An astronomer, obsessed with finding a planet capable of supporting life, hires a dreamy, itinerant artist with no background in science to be his research assistant in the majestic, gorgeous Clara. This is a movie that should appeal to romantics and science wonks alike, and it features strong performances by the two leads, who happen to be married in real life.

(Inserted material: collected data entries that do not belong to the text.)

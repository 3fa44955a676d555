mod schema;

pub use schema::Config;

use anyhow::{Context, Result};
use std::fs;
use std::path::{Path, PathBuf};

/// Get the config directory path (~/.config/park-score/)
pub fn get_config_dir() -> Option<PathBuf> {
    dirs::home_dir().map(|home| home.join(".config").join("park-score"))
}

/// Get the default config file path (~/.config/park-score/config.yaml)
pub fn get_config_path() -> Option<PathBuf> {
    get_config_dir().map(|dir| dir.join("config.yaml"))
}

/// Load configuration.
///
/// With an explicit `path` the file must exist. Without one, the default path
/// is tried and built-in defaults are used when it is absent.
///
/// # Errors
///
/// Returns an error if:
/// - An explicitly given config file does not exist
/// - The config file cannot be read
/// - The YAML cannot be parsed
pub fn load_config(path: Option<PathBuf>) -> Result<Config> {
    match path {
        Some(path) => {
            if !path.exists() {
                anyhow::bail!("Config file not found at {}", path.display());
            }
            read_config(&path)
        }
        None => match get_config_path() {
            Some(path) if path.exists() => read_config(&path),
            _ => Ok(Config::default()),
        },
    }
}

fn read_config(path: &Path) -> Result<Config> {
    let config_content = fs::read_to_string(path)
        .with_context(|| format!("Failed to read config file at {}", path.display()))?;

    let config: Config = serde_saphyr::from_str(&config_content)
        .with_context(|| format!("Failed to parse config: invalid YAML in {}", path.display()))?;

    Ok(config)
}

#[cfg(test)]
mod tests {
    use super::*;
    use std::env;

    #[test]
    fn test_load_explicit_config() {
        let path = env::temp_dir().join("park_score_test_config.yaml");
        fs::write(
            &path,
            r#"
ruleset:
  base_score: 3
  valid_modes: [CW]
logs:
  - "logs/*.adi"
"#,
        )
        .unwrap();

        let config = load_config(Some(path.clone())).unwrap();
        let ruleset = config.ruleset.unwrap();
        assert_eq!(ruleset.base_score, Some(3.0));
        assert_eq!(ruleset.valid_modes, Some(vec!["CW".to_string()]));
        assert_eq!(config.logs, vec!["logs/*.adi".to_string()]);

        let _ = fs::remove_file(&path);
    }

    #[test]
    fn test_missing_explicit_config_is_error() {
        let path = env::temp_dir().join("park_score_test_missing_config.yaml");
        let _ = fs::remove_file(&path);
        let err = load_config(Some(path)).unwrap_err();
        assert!(err.to_string().contains("Config file not found"));
    }

    #[test]
    fn test_invalid_yaml_is_error() {
        let path = env::temp_dir().join("park_score_test_bad_config.yaml");
        fs::write(&path, "ruleset:\n  bonus: [").unwrap();
        let err = load_config(Some(path.clone())).unwrap_err();
        assert!(err.to_string().contains("Failed to parse config"));
        let _ = fs::remove_file(&path);
    }

    #[test]
    fn test_empty_document_defaults() {
        let config: Config = serde_saphyr::from_str("{}").unwrap();
        assert_eq!(config, Config::default());
    }

    #[test]
    fn test_unknown_top_level_key_rejected() {
        let result: Result<Config, _> = serde_saphyr::from_str("queries: []");
        assert!(result.is_err());
    }
}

Dr. Isaac Bruno (Patrick J. Adams, “Car Dogs”) is a somewhat-distracted college professor, distracted to the point that he has “debates” with his class about whether love is statistically more probable than an Earth-like exoplanet. This unorthodox classroom behavior — along with surreptitiously shifting the angle of the department’s Earth-bound telescope — gets him kicked out of the college. For Isaac, this totally blows, because he shifted the ‘scope so he could grab more data about possibly inhabited (or inhabitable) exoplanets, and he wants to have a candidate planet in mind when two new orbital telescopes are launched in about a year’s time.

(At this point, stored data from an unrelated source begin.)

// 🔑 Credential sources - who is allowed to log in
//
// The session never looks at a user list directly; it asks a
// `CredentialSource`. The mock source is the fixed reference set the
// front-end ships with. A SQLite-backed source lives in db.rs.

use serde::{Deserialize, Serialize};

use crate::error::Result;
use crate::session::{Identity, Role};

pub trait CredentialSource {
    /// Exact match on username and password. `Ok(None)` when nothing matches.
    fn authenticate(&self, username: &str, password: &str) -> Result<Option<Identity>>;

    fn username_exists(&self, username: &str) -> Result<bool>;

    /// Create a `user`-role account. Sources that cannot create accounts
    /// return `Ok(None)`.
    fn create_user(&self, username: &str, password: &str) -> Result<Option<Identity>>;
}

/// Reference credential record, matched by plain string equality
#[derive(Debug, Clone, PartialEq, Serialize, Deserialize)]
pub struct CredentialRecord {
    pub id: i64,
    pub username: String,
    pub password: String,
    pub role: Role,
}

impl CredentialRecord {
    pub fn new(id: i64, username: &str, password: &str, role: Role) -> Self {
        CredentialRecord {
            id,
            username: username.to_string(),
            password: password.to_string(),
            role,
        }
    }

    pub fn identity(&self) -> Identity {
        Identity {
            id: self.id,
            username: self.username.clone(),
            role: self.role,
        }
    }
}

/// The built-in demo accounts: `muser` (user) and `mvc` (admin)
pub fn default_credentials() -> Vec<CredentialRecord> {
    vec![
        CredentialRecord::new(1, "muser", "muser", Role::User),
        CredentialRecord::new(2, "mvc", "mvc", Role::Admin),
    ]
}

// ============================================================================
// MOCK CREDENTIALS
// ============================================================================

#[derive(Debug, Clone)]
pub struct MockCredentials {
    records: Vec<CredentialRecord>,
}

impl MockCredentials {
    pub fn new() -> Self {
        MockCredentials {
            records: default_credentials(),
        }
    }

    /// Build from an explicit record list. Later duplicates of a username
    /// are dropped so usernames stay unique.
    pub fn from_records(records: Vec<CredentialRecord>) -> Self {
        let mut unique: Vec<CredentialRecord> = Vec::with_capacity(records.len());
        for record in records {
            if !unique.iter().any(|r| r.username == record.username) {
                unique.push(record);
            }
        }
        MockCredentials { records: unique }
    }

    pub fn records(&self) -> &[CredentialRecord] {
        &self.records
    }
}

impl Default for MockCredentials {
    fn default() -> Self {
        Self::new()
    }
}

impl CredentialSource for MockCredentials {
    fn authenticate(&self, username: &str, password: &str) -> Result<Option<Identity>> {
        Ok(self
            .records
            .iter()
            .find(|r| r.username == username && r.password == password)
            .map(CredentialRecord::identity))
    }

    fn username_exists(&self, username: &str) -> Result<bool> {
        Ok(self.records.iter().any(|r| r.username == username))
    }

    fn create_user(&self, _username: &str, _password: &str) -> Result<Option<Identity>> {
        // Validation-only: the reference set is read-only
        Ok(None)
    }
}

#[cfg(test)]
mod tests {
    use super::*;

    #[test]
    fn test_default_set() {
        let creds = MockCredentials::new();
        assert_eq!(creds.records().len(), 2);
        assert!(creds.username_exists("muser").unwrap());
        assert!(creds.username_exists("mvc").unwrap());
        assert!(!creds.username_exists("MVC").unwrap()); // exact match only
    }

    #[test]
    fn test_authenticate_exact_match() {
        let creds = MockCredentials::new();

        let admin = creds.authenticate("mvc", "mvc").unwrap().unwrap();
        assert_eq!(admin.id, 2);
        assert_eq!(admin.role, Role::Admin);

        assert!(creds.authenticate("mvc", "MVC").unwrap().is_none());
        assert!(creds.authenticate("mvc ", "mvc").unwrap().is_none());
        assert!(creds.authenticate("muser", "mvc").unwrap().is_none());
    }

    #[test]
    fn test_from_records_drops_duplicate_usernames() {
        let creds = MockCredentials::from_records(vec![
            CredentialRecord::new(1, "a", "first", Role::User),
            CredentialRecord::new(2, "a", "second", Role::Admin),
        ]);

        assert_eq!(creds.records().len(), 1);
        assert!(creds.authenticate("a", "second").unwrap().is_none());
    }

    #[test]
    fn test_create_user_is_noop() {
        let creds = MockCredentials::new();
        assert!(creds.create_user("new", "abcdef").unwrap().is_none());
        assert!(!creds.username_exists("new").unwrap());
    }
}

But now, without an office or access to the telescope, Isaac decides to work on this project from home, analyzing data like it’s going out of style. So, so much data. He needs an assistant, so he puts up notices in the college that no longer employs him, looking for anyone who’s willing to work for room and board but no pay. Amazingly, he gets no responses and commiserates with his teacher pal Charlie (Ennis Esmer, “The Rocker”), who points out to Isaac that he (Isaac) still hasn’t gotten over his wife, also an astronomer, leaving him and going to work for CalTech. Some time later, Isaac returns to his tiny apartment and finds an artist named Clara (Troian Bellisario, “Martyrs”) sitting outside his front door with her collie, Eva, looking to apply for the job. She’s the only applicant, so of course she gets it.
They’re to be research partners, Isaac insists. Not friends, not roommates, but as soon as he tells Clara this, you know darn well something more will develop between them. Their relationship serves as a fine backdrop to the serious data analysis they’re performing; a welcome backdrop, to be sure, for those of us who are not well versed in astronomy. To address we neophytes indirectly, Isaac explains what Clara (and he) will be looking for: A “dip” in the data’s graphs that indicates that an object is transiting — passing in front of — a faraway star. They’re looking at the data from thousands of stars, and if they find that so-called dip, then that star will be considered a possible inhabitable planet.
The movie is at times straightforward and philosophical. The conflicts between Isaac and his pursuit of knowledge, Isaac and Clara, Isaac and Charlie, Isaac and his ex wife (you get the idea), they each offset the eternal questions, posed in the movie, of life after death, the meaning of life as we know it, the connection of human life to extraterrestrial entities, and so on. We are stardust, we are golden, says the movie. We are all rungs in the same ladder, leaves from the same tree. Or words to that effect.
In the second half of Clara, particularly the final 20 minutes or so, the film takes an even more existential approach, somewhat along the lines of “2001: A Space Odyssey.” All of those previous questions of who we are and where we’re headed come to a, well, a head. Everything seems to tie together quite neatly (in the movie, that is, not in real life). Maybe a little too neatly, like “2010: The Year We Make Contact.” Isaac’s journey from overworked jerk to mind-opened scientist is a wonder to behold, thanks to Adams’ performance. This is not to give short shrift to the work of Bellisario, who’s divine and sublime as Clara, who knows nothing and everything simultaneously.
There’s a strong, unambiguous beauty to the space without and the space between people in Clara. Those who are well versed in the ways of science will find this depicted search for life on other planets to be gratifying and fascinating, and the rest of us will be enthralled by the film’s beautiful, sometimes dazzling imagery. Note: The ending may be a bit too abrupt (and abstract) for one’s tastes, but still — it’s the journey, not the destination, and in that vein I believe that director Akash Sherman succeeded.